▶ [Work item] Return, from the listing below, every line that includes "Disconnected".

=== Section Start ===

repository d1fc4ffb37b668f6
pub mod application;
pub mod http;
pub mod requests;
//! Link-readiness broker.
//!
//! The network link is a single shared resource, so its readiness is tracked
//! by one broker per process. Host stacks publish [`LinkEvent`]s to it from
//! their link-management callback; request contexts subscribe and wait until
//! the link reports an assigned address.
//!
//! Readiness is latched rather than handed out as single tokens: any number
//! of subscribers may wait at the same time and all of them observe the same
//! `Connected` event.
//!
//! ```rust
//! use embedded_requests::network::link::{LinkBroker, LinkEvent};
//!
//! static BROKER: LinkBroker = LinkBroker::new();
//!
//! let subscription = BROKER.subscribe();
//! assert_eq!(BROKER.subscribers(), 1);
//! assert!(!subscription.is_ready());
//!
//! BROKER.notify(LinkEvent::Connected);
//! assert!(subscription.is_ready());
//!
//! drop(subscription);
//! assert_eq!(BROKER.subscribers(), 0);
//! ```

use core::sync::atomic::{AtomicBool, AtomicU32, AtomicUsize, Ordering};

use crate::network::{Clock, poll_until};

/// Layer-4 link state change.
#[derive(Debug, Clone, Copy, PartialEq, Eq)]
#[cfg_attr(feature = "defmt", derive(defmt::Format))]
pub enum LinkEvent {
    /// The interface is up and has an address.
    Connected,
    /// The interface lost its address or went down.
    Disconnected,
}

/// Shared readiness state of the network link.
#[derive(Debug)]
pub struct LinkBroker {
    connected: AtomicBool,
    subscribers: AtomicUsize,
    events: AtomicU32,
}

static GLOBAL: LinkBroker = LinkBroker::new();

impl LinkBroker {
    /// A broker whose link is down and which has no subscribers.
    pub const fn new() -> Self {
        Self {
            connected: AtomicBool::new(false),
            subscribers: AtomicUsize::new(0),
            events: AtomicU32::new(0),
        }
    }

    /// The process-wide broker.
    pub fn global() -> &'static LinkBroker {
        &GLOBAL
    }

    /// Publish a link event. Safe to call from any thread or callback.
    pub fn notify(&self, event: LinkEvent) {
        match event {
            LinkEvent::Connected => {
                debug!("Network connection established (IPv4)");
                self.connected.store(true, Ordering::Release);
            }
            LinkEvent::Disconnected => {
                debug!("Network connection lost");
                self.connected.store(false, Ordering::Release);
            }
        }
        self.events.fetch_add(1, Ordering::AcqRel);
    }

    /// Whether the last published event was [`LinkEvent::Connected`].
    pub fn is_connected(&self) -> bool {
        self.connected.load(Ordering::Acquire)
    }

    /// Number of events published so far.
    pub fn events(&self) -> u32 {
        self.events.load(Ordering::Acquire)
    }

    /// Number of live subscriptions.
    pub fn subscribers(&self) -> usize {
        self.subscribers.load(Ordering::Acquire)
    }

    /// Register interest in link readiness.
    pub fn subscribe(&self) -> Subscription<'_> {
        self.subscribers.fetch_add(1, Ordering::AcqRel);
        Subscription { broker: self }
    }
}

impl Default for LinkBroker {
    fn default() -> Self {
        Self::new()
    }
}

/// A live interest in link readiness; unsubscribes on drop.
#[derive(Debug)]
pub struct Subscription<'a> {
    broker: &'a LinkBroker,
}

impl Subscription<'_> {
    /// Whether the link is currently ready.
    pub fn is_ready(&self) -> bool {
        self.broker.is_connected()
    }

    /// Block until the link is ready or `timeout_ms` elapses.
    ///
    /// Returns `true` if the link became (or already was) ready.
    pub fn wait<C: Clock + ?Sized>(
        &self,
        clock: &mut C,
        timeout_ms: u32,
        poll_interval_ms: u32,
    ) -> bool {
        poll_until(clock, timeout_ms, poll_interval_ms, |_| {
            self.is_ready().then_some(())
        })
        .is_some()
    }
}

impl Drop for Subscription<'_> {
    fn drop(&mut self) {
        self.broker.subscribers.fetch_sub(1, Ordering::AcqRel);
    }
}
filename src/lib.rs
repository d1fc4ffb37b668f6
//! # embedded-requests
//!
//! A curl-like synchronous HTTP/HTTPS client for resource-constrained IoT
//! devices. The library is `no_std` and allocation-free: every buffer has a
//! fixed capacity set in [`config`].
//!
//! ## Features
//!
//! ### Request Pipeline
//! - **URL parsing** into fixed-capacity schema, hostname, port and path
//! - **Readiness-gated DNS**: resolution only starts once the link is up
//! - **TLS setup**: hostname binding and peer verification on TLS-capable stacks
//! - **Streaming responses**: the body is handed to a callback fragment by
//!   fragment, with a final-fragment marker
//!
//! ### Applications
//! - **Chat completions** over the pipeline
//! - **Shell command** `requests get/post/put/delete`
//!
//! ## Usage
//!
//! Add this to your `Cargo.toml`:
//!
//! ```toml
//! [dependencies]
//! embedded-requests = "0.1.0"
//! ```
//!
//! The host networking stack is plugged in by implementing the traits in
//! [`network`] ([`Clock`](network::Clock), [`LinkMonitor`](network::LinkMonitor),
//! [`Dns`](network::Dns) and [`SocketFactory`](network::SocketFactory)).
//!
//! ### GET Example
//!
//! ```rust
//! use embedded_requests::network::Stack;
//! use embedded_requests::network::application::http::{FinalCall, Method, Response};
//! use embedded_requests::network::application::requests::{
//!     Error, Outcome, RequestContext, RequestOption,
//! };
//!
//! fn get<S: Stack>(stack: &mut S, url: &str) -> Result<u16, Error> {
//!     let mut on_response = |response: &Response<'_>, _: FinalCall, outcome: &mut Outcome| {
//!         outcome.status_code = response.http_status_code;
//!         let _ = response.body_fragment;
//!     };
//!
//!     let mut ctx = RequestContext::new();
//!     ctx.init(stack, url)?;
//!     ctx.set_option(RequestOption::ProtocolVersion("HTTP/1.1"));
//!     ctx.set_option(RequestOption::ResponseCallback(&mut on_response));
//!     ctx.execute(stack, Method::Get)?;
//!     Ok(ctx.status_code())
//! }
//! ```
//!
//! ## Platform Support
//!
//! This library is designed to work on:
//! - Embedded microcontrollers (ARM Cortex-M, RISC-V, etc.)
//! - Linux-based IoT devices, through [`network::host`] with the `std` feature
//!
//! ## Optional Features
//!
//! - `std`: Enable standard library support and the `std::net` host stack
//! - `defmt`: Enable defmt logging support for embedded debugging
//! - `log`: Route internal logging through the `log` facade

#![cfg_attr(not(feature = "std"), no_std)]
#![deny(missing_docs)]
#![warn(missing_debug_implementations)]

#[macro_use]
mod fmt;

/// Build-time capacities and runtime configuration.
pub mod config;

/// Network abstraction layer: host traits and protocol implementations.
///
/// This module contains the seams to the host networking stack and the
/// request pipeline built on top of them.
pub mod network;

/// System utilities for embedded devices.
///
/// Contains the `requests` shell command handlers.
pub mod system;

pub use config::Config;
pub use network::application::http::Method;
pub use network::application::requests::{Error, RequestContext, RequestOption};
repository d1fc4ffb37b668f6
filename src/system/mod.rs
//! System utilities for embedded devices.
//!
//! # Available Utilities
//!
//! - **[`shell`]**: the `requests` shell command, for issuing HTTP requests
//!   interactively from a device console
//!
//! # Usage
//!
//! ```rust
//! use embedded_requests::system::shell::split_arguments;
//!
//! let argv = split_arguments("requests get http://example.com/").unwrap();
//! assert_eq!(argv[1], "get");
//! ```

/// `requests get/post/put/delete` command handlers.
pub mod shell;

=== Section End ===

▶ [Answer for this exercise]
    Disconnected,
            LinkEvent::Disconnected => {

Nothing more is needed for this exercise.